── DATA ──

//! Config command - inspect and edit the docsift configuration file.

use std::fs;
use std::path::{Path, PathBuf};

use clap::{Args, Subcommand};
use console::style;
use serde_json::Value;
use tracing::debug;

use docsift_core::extract::PatternSet;
use docsift_core::models::config::DocsiftConfig;

/// Arguments for the config command.
#[derive(Args)]
pub struct ConfigArgs {
    #[command(subcommand)]
    command: ConfigCommand,
}

#[derive(Subcommand)]
enum ConfigCommand {
    /// Show current configuration
    Show,

    /// Initialize a new configuration file with defaults
    Init(InitArgs),

    /// Get a specific configuration value
    Get {
        /// Configuration key (e.g., "extraction.resume_name_window")
        key: String,
    },

    /// Set a configuration value
    Set {
        /// Configuration key
        key: String,
        /// New value (parsed as JSON, falling back to a plain string)
        value: String,
    },

    /// Show configuration file path
    Path,
}

#[derive(Args)]
struct InitArgs {
    /// Output path for configuration file
    #[arg(short, long)]
    output: Option<PathBuf>,

    /// Overwrite existing file
    #[arg(long)]
    force: bool,
}

pub async fn run(args: ConfigArgs, config_path: Option<&str>) -> anyhow::Result<()> {
    let path = config_path
        .map(PathBuf::from)
        .unwrap_or_else(default_config_path);

    match args.command {
        ConfigCommand::Show => show_config(&path),
        ConfigCommand::Init(init_args) => init_config(init_args, path),
        ConfigCommand::Get { key } => get_config(&path, &key),
        ConfigCommand::Set { key, value } => set_config(&path, &key, &value),
        ConfigCommand::Path => show_path(&path),
    }
}

/// User config file, read by `process` and `batch` when `-c` is absent.
pub fn default_config_path() -> PathBuf {
    dirs::config_dir()
        .unwrap_or_else(|| PathBuf::from("."))
        .join("docsift")
        .join("config.json")
}

fn load_or_default(path: &Path) -> anyhow::Result<DocsiftConfig> {
    if path.exists() {
        Ok(DocsiftConfig::from_file(path)?)
    } else {
        debug!("No config at {}, using defaults", path.display());
        Ok(DocsiftConfig::default())
    }
}

/// Reject configurations the processor could not be built from.
fn validate(config: &DocsiftConfig) -> anyhow::Result<()> {
    config.validate()?;
    PatternSet::compile(&config.patterns)?;
    Ok(())
}

fn show_config(path: &Path) -> anyhow::Result<()> {
    if !path.exists() {
        println!(
            "{} No config file found, showing defaults.",
            style("ℹ").blue()
        );
    }

    let config = load_or_default(path)?;
    println!("{}", serde_json::to_string_pretty(&config)?);

    Ok(())
}

fn init_config(args: InitArgs, default_path: PathBuf) -> anyhow::Result<()> {
    let output_path = args.output.unwrap_or(default_path);

    if output_path.exists() && !args.force {
        anyhow::bail!(
            "Config file already exists at {}. Use --force to overwrite.",
            output_path.display()
        );
    }

    if let Some(parent) = output_path.parent() {
        fs::create_dir_all(parent)?;
    }

    DocsiftConfig::default().save(&output_path)?;

    println!(
        "{} Created configuration file at {}",
        style("✓").green(),
        output_path.display()
    );

    Ok(())
}

fn lookup<'a>(json: &'a Value, key: &str) -> Option<&'a Value> {
    key.split('.').try_fold(json, |current, part| current.get(part))
}

fn get_config(path: &Path, key: &str) -> anyhow::Result<()> {
    let config = load_or_default(path)?;
    let json = serde_json::to_value(&config)?;

    let value = lookup(&json, key)
        .ok_or_else(|| anyhow::anyhow!("Configuration key not found: {}", key))?;

    println!("{}", serde_json::to_string_pretty(value)?);

    Ok(())
}

fn set_config(path: &Path, key: &str, value: &str) -> anyhow::Result<()> {
    let config = load_or_default(path)?;

    let parsed_value: Value =
        serde_json::from_str(value).unwrap_or_else(|_| Value::String(value.to_string()));

    let mut json = serde_json::to_value(&config)?;

    let (parent_key, field) = match key.rsplit_once('.') {
        Some((parent, field)) => (Some(parent), field),
        None => (None, key),
    };

    let parent = match parent_key {
        Some(parent_key) => parent_key
            .split('.')
            .try_fold(&mut json, |current, part| current.get_mut(part))
            .ok_or_else(|| anyhow::anyhow!("Configuration path not found: {}", key))?,
        None => &mut json,
    };

    let Some(object) = parent.as_object_mut() else {
        anyhow::bail!("Cannot set value at non-object path: {}", key);
    };
    if !object.contains_key(field) {
        anyhow::bail!("Configuration key not found: {}", key);
    }
    object.insert(field.to_string(), parsed_value.clone());

    let config: DocsiftConfig = serde_json::from_value(json)
        .map_err(|e| anyhow::anyhow!("Invalid value for {}: {}", key, e))?;
    validate(&config)?;

    if let Some(parent) = path.parent() {
        fs::create_dir_all(parent)?;
    }
    config.save(path)?;

    println!(
        "{} Set {} = {}",
        style("✓").green(),
        key,
        serde_json::to_string(&parsed_value)?
    );

    Ok(())
}

fn show_path(path: &Path) -> anyhow::Result<()> {
    println!("Configuration file: {}", path.display());

    if path.exists() {
        println!("Status: {}", style("exists").green());
    } else {
        println!("Status: {}", style("not created").yellow());
        println!();
        println!("Run 'docsift config init' to create a configuration file.");
    }

    Ok(())
}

───

**EXERCISE REQUIREMENTS:**
The output should restate the data exactly, with no line missing.

**TASK RESULT:**
//! Config command - inspect and edit the docsift configuration file.

use std::fs;
use std::path::{Path, PathBuf};

use clap::{Args, Subcommand};
use console::style;
use serde_json::Value;
use tracing::debug;

use docsift_core::extract::PatternSet;
use docsift_core::models::config::DocsiftConfig;

/// Arguments for the config command.
#[derive(Args)]
pub struct ConfigArgs {
    #[command(subcommand)]
    command: ConfigCommand,
}

#[derive(Subcommand)]
enum ConfigCommand {
    /// Show current configuration
    Show,

    /// Initialize a new configuration file with defaults
    Init(InitArgs),

    /// Get a specific configuration value
    Get {
        /// Configuration key (e.g., "extraction.resume_name_window")
        key: String,
    },

    /// Set a configuration value
    Set {
        /// Configuration key
        key: String,
        /// New value (parsed as JSON, falling back to a plain string)
        value: String,
    },

    /// Show configuration file path
    Path,
}

#[derive(Args)]
struct InitArgs {
    /// Output path for configuration file
    #[arg(short, long)]
    output: Option<PathBuf>,

    /// Overwrite existing file
    #[arg(long)]
    force: bool,
}

pub async fn run(args: ConfigArgs, config_path: Option<&str>) -> anyhow::Result<()> {
    let path = config_path
        .map(PathBuf::from)
        .unwrap_or_else(default_config_path);

    match args.command {
        ConfigCommand::Show => show_config(&path),
        ConfigCommand::Init(init_args) => init_config(init_args, path),
        ConfigCommand::Get { key } => get_config(&path, &key),
        ConfigCommand::Set { key, value } => set_config(&path, &key, &value),
        ConfigCommand::Path => show_path(&path),
    }
}

/// User config file, read by `process` and `batch` when `-c` is absent.
pub fn default_config_path() -> PathBuf {
    dirs::config_dir()
        .unwrap_or_else(|| PathBuf::from("."))
        .join("docsift")
        .join("config.json")
}

fn load_or_default(path: &Path) -> anyhow::Result<DocsiftConfig> {
    if path.exists() {
        Ok(DocsiftConfig::from_file(path)?)
    } else {
        debug!("No config at {}, using defaults", path.display());
        Ok(DocsiftConfig::default())
    }
}

/// Reject configurations the processor could not be built from.
fn validate(config: &DocsiftConfig) -> anyhow::Result<()> {
    config.validate()?;
    PatternSet::compile(&config.patterns)?;
    Ok(())
}

fn show_config(path: &Path) -> anyhow::Result<()> {
    if !path.exists() {
        println!(
            "{} No config file found, showing defaults.",
            style("ℹ").blue()
        );
    }

    let config = load_or_default(path)?;
    println!("{}", serde_json::to_string_pretty(&config)?);

    Ok(())
}

fn init_config(args: InitArgs, default_path: PathBuf) -> anyhow::Result<()> {
    let output_path = args.output.unwrap_or(default_path);

    if output_path.exists() && !args.force {
        anyhow::bail!(
            "Config file already exists at {}. Use --force to overwrite.",
            output_path.display()
        );
    }

    if let Some(parent) = output_path.parent() {
        fs::create_dir_all(parent)?;
    }

    DocsiftConfig::default().save(&output_path)?;

    println!(
        "{} Created configuration file at {}",
        style("✓").green(),
        output_path.display()
    );

    Ok(())
}

fn lookup<'a>(json: &'a Value, key: &str) -> Option<&'a Value> {
    key.split('.').try_fold(json, |current, part| current.get(part))
}

fn get_config(path: &Path, key: &str) -> anyhow::Result<()> {
    let config = load_or_default(path)?;
    let json = serde_json::to_value(&config)?;

    let value = lookup(&json, key)
        .ok_or_else(|| anyhow::anyhow!("Configuration key not found: {}", key))?;

    println!("{}", serde_json::to_string_pretty(value)?);

    Ok(())
}

fn set_config(path: &Path, key: &str, value: &str) -> anyhow::Result<()> {
    let config = load_or_default(path)?;

    let parsed_value: Value =
        serde_json::from_str(value).unwrap_or_else(|_| Value::String(value.to_string()));

    let mut json = serde_json::to_value(&config)?;

    let (parent_key, field) = match key.rsplit_once('.') {
        Some((parent, field)) => (Some(parent), field),
        None => (None, key),
    };

    let parent = match parent_key {
        Some(parent_key) => parent_key
            .split('.')
            .try_fold(&mut json, |current, part| current.get_mut(part))
            .ok_or_else(|| anyhow::anyhow!("Configuration path not found: {}", key))?,
        None => &mut json,
    };

    let Some(object) = parent.as_object_mut() else {
        anyhow::bail!("Cannot set value at non-object path: {}", key);
    };
    if !object.contains_key(field) {
        anyhow::bail!("Configuration key not found: {}", key);
    }
    object.insert(field.to_string(), parsed_value.clone());

    let config: DocsiftConfig = serde_json::from_value(json)
        .map_err(|e| anyhow::anyhow!("Invalid value for {}: {}", key, e))?;
    validate(&config)?;

    if let Some(parent) = path.parent() {
        fs::create_dir_all(parent)?;
    }
    config.save(path)?;

    println!(
        "{} Set {} = {}",
        style("✓").green(),
        key,
        serde_json::to_string(&parsed_value)?
    );

    Ok(())
}

fn show_path(path: &Path) -> anyhow::Result<()> {
    println!("Configuration file: {}", path.display());

    if path.exists() {
        println!("Status: {}", style("exists").green());
    } else {
        println!("Status: {}", style("not created").yellow());
        println!();
        println!("Run 'docsift config init' to create a configuration file.");
    }

    Ok(())
}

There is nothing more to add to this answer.